* **AVAILABLE DATA**
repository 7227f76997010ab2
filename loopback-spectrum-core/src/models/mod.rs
pub mod config;
pub mod diagnostics;
pub mod error;
pub mod format;
pub mod state;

* **WORK ORDER**
Word for word, transcribe the entire listing shown above.

* **TASK RESULT**
repository 7227f76997010ab2
filename loopback-spectrum-core/src/models/mod.rs
pub mod config;
pub mod diagnostics;
pub mod error;
pub mod format;
pub mod state;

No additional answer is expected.